The NYMEX January natural gas futures contract settled 3.2 cents lower Wednesday at $1.79/MMBtu on continued mild weather around the US.
The January 2016 contract has been partying like it's 1999, or actually trading like it, hitting fresh lows every day this week. Wednesday's close was the lowest prompt-month settlement since it hit $1.759/MMBtu on March 24, 1999, a price now in the contract's sights.
The National Weather Service's six- to 10-day forecast calls for unusually warm weather in the Northeast, Upper Midwest, Midcontinent and Southeast. The eight- to 14-day outlook also calls for above-average temperatures across most of the country, with the western one-third expected to be slightly below average.
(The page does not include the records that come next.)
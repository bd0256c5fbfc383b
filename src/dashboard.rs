//! Declarative dashboard definitions.
//!
//! A definition lists panels, each bound to a named query result. Building a
//! dashboard turns whatever results are available into chart configs and
//! metric tiles; fetching and refreshing those results is the caller's job.

use crate::chart::{base_config, ChartConfig, ChartKind};
use crate::data::RowSet;
use crate::metric::{MetricTile, StatusTotals};
use crate::palette::ColorSource;
use crate::reshape::{stacked_data, unstacked_data};
use anyhow::{Context, Result};
use serde::{Deserialize, Serialize};
use std::collections::HashMap;
use std::path::Path;
use tracing::{debug, warn};

#[derive(Debug, Clone, PartialEq, Serialize, Deserialize)]
pub struct DashboardDefinition {
    pub name: String,
    pub panels: Vec<PanelDefinition>,
    #[serde(default)]
    pub metrics: Option<MetricsDefinition>,
}

#[derive(Debug, Clone, PartialEq, Serialize, Deserialize)]
pub struct PanelDefinition {
    pub id: String,
    pub title: String,
    /// Name of the query whose rows feed this panel
    pub query: String,
    pub kind: ChartKind,
    #[serde(default)]
    pub stacked: bool,
    pub group: String,
    /// Pivot on this field; produces one dataset per distinct value
    #[serde(default)]
    pub sub_group: Option<String>,
    pub value: String,
    /// Series label for unstacked panels, defaults to the title
    #[serde(default)]
    pub label: Option<String>,
}

#[derive(Debug, Clone, PartialEq, Serialize, Deserialize)]
pub struct MetricsDefinition {
    pub query: String,
    #[serde(default = "default_status_field")]
    pub status_field: String,
    #[serde(default = "default_count_field")]
    pub count_field: String,
}

fn default_status_field() -> String {
    "Status".to_string()
}

fn default_count_field() -> String {
    "CaseCount".to_string()
}

impl DashboardDefinition {
    pub fn from_json_str(input: &str) -> Result<Self> {
        serde_json::from_str(input).context("Invalid dashboard definition")
    }

    pub fn from_file(path: &Path) -> Result<Self> {
        let text = std::fs::read_to_string(path)
            .with_context(|| format!("Failed to read dashboard definition {}", path.display()))?;
        Self::from_json_str(&text)
    }

    /// The engineering cases dashboard: seven charts and four status tiles
    pub fn engineering_cases() -> Self {
        let panel = |id: &str, title: &str, query: &str, kind: ChartKind, stacked: bool,
                     group: &str, sub_group: Option<&str>, label: Option<&str>| PanelDefinition {
            id: id.to_string(),
            title: title.to_string(),
            query: query.to_string(),
            kind,
            stacked,
            group: group.to_string(),
            sub_group: sub_group.map(str::to_string),
            value: "CaseCount".to_string(),
            label: label.map(str::to_string),
        };

        Self {
            name: "engineeringCasesDashboard".to_string(),
            panels: vec![
                panel("openCasesByStatus", "Open Cases by Status", "getOpenCaseStatusCounts",
                      ChartKind::Doughnut, false, "Status", None, Some("Open Cases by Status")),
                panel("openCasesByOwner", "Open Cases by Owner", "getOpenCaseOwnerCounts",
                      ChartKind::HorizontalBar, true, "CaseOwner", Some("Status"), None),
                panel("openCasesByPriority", "Open Cases by Priority", "getOpenCasePriorityCounts",
                      ChartKind::HorizontalBar, true, "Priority", Some("Status"), None),
                panel("openCasesByFacility", "Open Cases by Facility", "getOpenCaseFacilityCounts",
                      ChartKind::Bar, false, "Facility", None, Some("Open Cases")),
                panel("openCasesByType", "Open Cases by Type", "getOpenCaseTypeCounts",
                      ChartKind::HorizontalBar, false, "Type", None, Some("Open Cases")),
                panel("submittedCasesLastThirty", "Cases Submitted (Last 30 Days)",
                      "getCasesSubmittedLastThirtyDays", ChartKind::Bar, false, "SubmittedDate",
                      None, Some("Submitted Cases")),
                panel("closedCasesLastThirty", "Cases Closed (Last 30 Days)",
                      "getClosedCasesLastThirtyDays", ChartKind::HorizontalBar, false, "CaseOwner",
                      None, Some("Closed Cases")),
            ],
            metrics: Some(MetricsDefinition {
                query: "getOpenCaseStatusCounts".to_string(),
                status_field: default_status_field(),
                count_field: default_count_field(),
            }),
        }
    }
}

impl PanelDefinition {
    /// Chart config for this panel from its query rows
    pub fn build<C: ColorSource>(&self, rows: &RowSet, colors: C) -> ChartConfig {
        let data = match &self.sub_group {
            Some(sub_group) => stacked_data(&rows.rows, &self.group, sub_group, &self.value, colors),
            None => {
                let label = self.label.as_deref().unwrap_or(&self.title);
                unstacked_data(&rows.rows, &self.group, &self.value, label, colors)
            }
        };
        base_config(self.kind.clone(), self.stacked).with_data(data)
    }
}

#[derive(Debug, Clone, PartialEq, Serialize)]
pub struct DashboardView {
    pub name: String,
    pub panels: Vec<PanelView>,
    pub metrics: Vec<MetricTile>,
}

#[derive(Debug, Clone, PartialEq, Serialize)]
pub struct PanelView {
    pub id: String,
    pub title: String,
    pub config: ChartConfig,
}

/// Build every panel that has results; panels without results are skipped
pub fn build_dashboard<C: ColorSource>(
    definition: &DashboardDefinition,
    results: &HashMap<String, RowSet>,
    mut colors: C,
) -> DashboardView {
    let mut panels = Vec::with_capacity(definition.panels.len());
    for panel in &definition.panels {
        let Some(rows) = results.get(&panel.query) else {
            warn!(panel = %panel.id, query = %panel.query, "no results for panel, skipping");
            continue;
        };
        debug!(panel = %panel.id, rows = rows.len(), "building panel");
        panels.push(PanelView {
            id: panel.id.clone(),
            title: panel.title.clone(),
            config: panel.build(rows, &mut colors),
        });
    }

    let metrics = match &definition.metrics {
        Some(m) => match results.get(&m.query) {
            Some(rows) => StatusTotals::from_rows(&rows.rows, &m.status_field, &m.count_field).tiles(),
            None => {
                warn!(query = %m.query, "no results for metrics");
                Vec::new()
            }
        },
        None => Vec::new(),
    };

    DashboardView {
        name: definition.name.clone(),
        panels,
        metrics,
    }
}

/// camelCase name of a component tag: `c-my-component` becomes `myComponent`
pub fn component_name(tag: &str) -> String {
    let mut parts = tag.split('-').skip(1);
    let mut name = parts.next().unwrap_or_default().to_string();
    for part in parts {
        let mut chars = part.chars();
        if let Some(first) = chars.next() {
            name.extend(first.to_uppercase());
            name.push_str(chars.as_str());
        }
    }
    name
}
"The natural gas market remains under downward fundamental pressure from a temperature forecast that continues to trend relentlessly warmer," Citi Futures Perspective analyst Tim Evans said in an email.
Total demand in the Lower-48 states is about 80.7 Bcf/d, 4 Bcf/d below where it was the same time a year ago, according to data from Bentek Energy, a unit of Platts.
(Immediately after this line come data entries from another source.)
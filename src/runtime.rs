// Runtime executor for chart requests

use crate::chart::{base_config, ChartConfig};
use crate::data::RowSet;
use crate::graph;
use crate::palette::ColorSource;
use crate::parser::RequestSpec;
use crate::reshape::{stacked_data, unstacked_data};
use crate::RenderOptions;
use anyhow::{Context, Result};
use tracing::{debug, warn};

/// Build the chart config a request describes.
///
/// Missing fields are not an error: they read as null, so a typo yields a
/// chart of "-" groups or gaps. A warning is logged when a field named by the
/// request appears in none of the rows.
pub fn build_chart<C: ColorSource>(spec: &RequestSpec, rows: &RowSet, colors: C) -> ChartConfig {
    let chart = &spec.chart;
    warn_missing_fields(spec, rows);

    let data = match &chart.by {
        Some(by) => {
            debug!(group = %chart.group, by = %by, "pivoting rows");
            stacked_data(&rows.rows, &chart.group, by, &chart.value, colors)
        }
        None => {
            let label = chart
                .label
                .as_deref()
                .or_else(|| spec.title())
                .unwrap_or(&chart.value);
            unstacked_data(&rows.rows, &chart.group, &chart.value, label, colors)
        }
    };

    base_config(chart.kind.clone(), chart.is_stacked()).with_data(data)
}

/// Build the config and rasterise it
pub fn render_request<C: ColorSource>(
    spec: &RequestSpec,
    rows: &RowSet,
    colors: C,
    options: &RenderOptions,
) -> Result<Vec<u8>> {
    let config = build_chart(spec, rows, colors);
    graph::render_chart(&config, spec.title(), options).context("Failed to render chart")
}

fn warn_missing_fields(spec: &RequestSpec, rows: &RowSet) {
    if rows.is_empty() {
        return;
    }
    let chart = &spec.chart;
    let fields = [Some(&chart.group), Some(&chart.value), chart.by.as_ref()];
    for field in fields.into_iter().flatten() {
        if !rows.rows.iter().any(|row| row.contains(field)) {
            warn!(field = %field, "field not present in any row, reading as null");
        }
    }
}

#[cfg(test)]
mod tests {
    use super::*;
    use crate::chart::{BackgroundColor, ChartKind};
    use crate::data::{Row, Value};
    use crate::palette::FixedPalette;
    use crate::parser::parse_request;
    use crate::OutputFormat;

    fn request(dsl: &str) -> RequestSpec {
        parse_request(dsl).unwrap().1
    }

    fn status_rows() -> RowSet {
        RowSet::new(vec![
            [("Status", Value::from("New")), ("CaseCount", 4.into())].into_iter().collect::<Row>(),
            [("Status", Value::from("In Progress")), ("CaseCount", 2.into())].into_iter().collect(),
        ])
    }

    fn owner_row(owner: &str, status: &str, count: i32) -> Row {
        [("Owner", Value::from(owner)), ("Status", status.into()), ("CaseCount", count.into())]
            .into_iter()
            .collect()
    }

    fn owner_rows() -> RowSet {
        RowSet::new(vec![owner_row("Ana", "New", 1), owner_row("Bo", "Closed", 3)])
    }

    #[test]
    fn test_build_unstacked() {
        let spec = request("doughnut(group: Status, value: CaseCount)");
        let config = build_chart(&spec, &status_rows(), FixedPalette::status_defaults());

        assert_eq!(config.kind, ChartKind::Doughnut);
        assert_eq!(config.options.cutout_percentage, Some(25));
        assert_eq!(config.data.labels, vec!["New", "In Progress"]);
        let ds = &config.data.datasets[0];
        assert_eq!(ds.data, vec![Some(4.0), Some(2.0)]);
        assert_eq!(
            ds.background_color,
            BackgroundColor::PerPoint(vec!["rgb(255,99,132)".into(), "rgb(255,159,64)".into()])
        );
    }

    #[test]
    fn test_dataset_label_fallbacks() {
        let rows = status_rows();

        let explicit = request(r#"bar(group: Status, value: CaseCount, label: "Cases") | labs(title: "T")"#);
        assert_eq!(build_chart(&explicit, &rows, FixedPalette::category10()).data.datasets[0].label, "Cases");

        let titled = request(r#"bar(group: Status, value: CaseCount) | labs(title: "T")"#);
        assert_eq!(build_chart(&titled, &rows, FixedPalette::category10()).data.datasets[0].label, "T");

        let bare = request("bar(group: Status, value: CaseCount)");
        assert_eq!(build_chart(&bare, &rows, FixedPalette::category10()).data.datasets[0].label, "CaseCount");
    }

    #[test]
    fn test_build_stacked() {
        let spec = request("horizontal_bar(group: Owner, value: CaseCount, by: Status)");
        let config = build_chart(&spec, &owner_rows(), FixedPalette::category10());

        assert!(config.is_stacked());
        assert_eq!(config.data.labels, vec!["Ana", "Bo"]);
        let labels: Vec<&str> = config.data.datasets.iter().map(|d| d.label.as_str()).collect();
        assert_eq!(labels, vec!["New", "Closed"]);
        assert_eq!(config.data.datasets[0].data, vec![Some(1.0), Some(0.0)]);
        assert_eq!(config.data.datasets[1].stack.as_deref(), Some("Stack 0"));
    }

    #[test]
    fn test_pivot_without_stacked_axes() {
        let spec = request("bar(group: Owner, value: CaseCount, by: Status, stacked: false)");
        let config = build_chart(&spec, &owner_rows(), FixedPalette::category10());
        assert!(!config.is_stacked());
        assert_eq!(config.data.datasets.len(), 2);
    }

    #[test]
    fn test_missing_field_reads_null() {
        let spec = request("bar(group: Priority, value: CaseCount)");
        let config = build_chart(&spec, &status_rows(), FixedPalette::category10());
        assert_eq!(config.data.labels, vec!["-", "-"]);
    }

    #[test]
    fn test_render_request_svg() {
        let spec = request(r#"pie(group: Status, value: CaseCount) | labs(title: "Status")"#);
        let options = RenderOptions {
            width: 400,
            height: 300,
            format: OutputFormat::Svg,
        };
        let bytes = render_request(&spec, &status_rows(), FixedPalette::category10(), &options).unwrap();
        let svg = String::from_utf8(bytes).unwrap();
        assert!(svg.contains("<svg"));
    }

    #[test]
    fn test_render_request_empty_rows() {
        let spec = request("bar(group: Status, value: CaseCount)");
        let result = render_request(&spec, &RowSet::default(), FixedPalette::category10(), &RenderOptions::default());
        assert!(result.is_err());
    }
}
A consensus of analysts that Platts surveyed expects the US Energy Information Administration Thursday to estimate a pull from natural gas storage stocks between 38 Bcf and 42 Bcf for the reporting week that ended December 11.
A withdrawal within those expectations would be less than the 61-Bcf pull reported at this time in 2014 and substantially less than the 120-Bcf five-year average draw, according to EIA data.
The wider range of analysts' expectations for this week was for a draw of between 24 Bcf and 64 Bcf.
The January gas contract traded Wednesday in a range of between $1.775/MMBtu and $1.831/MMBtu.
The NYMEX settlement is considered preliminary and subject to change until a final settlement price is posted at 7 pm EST (2300 GMT).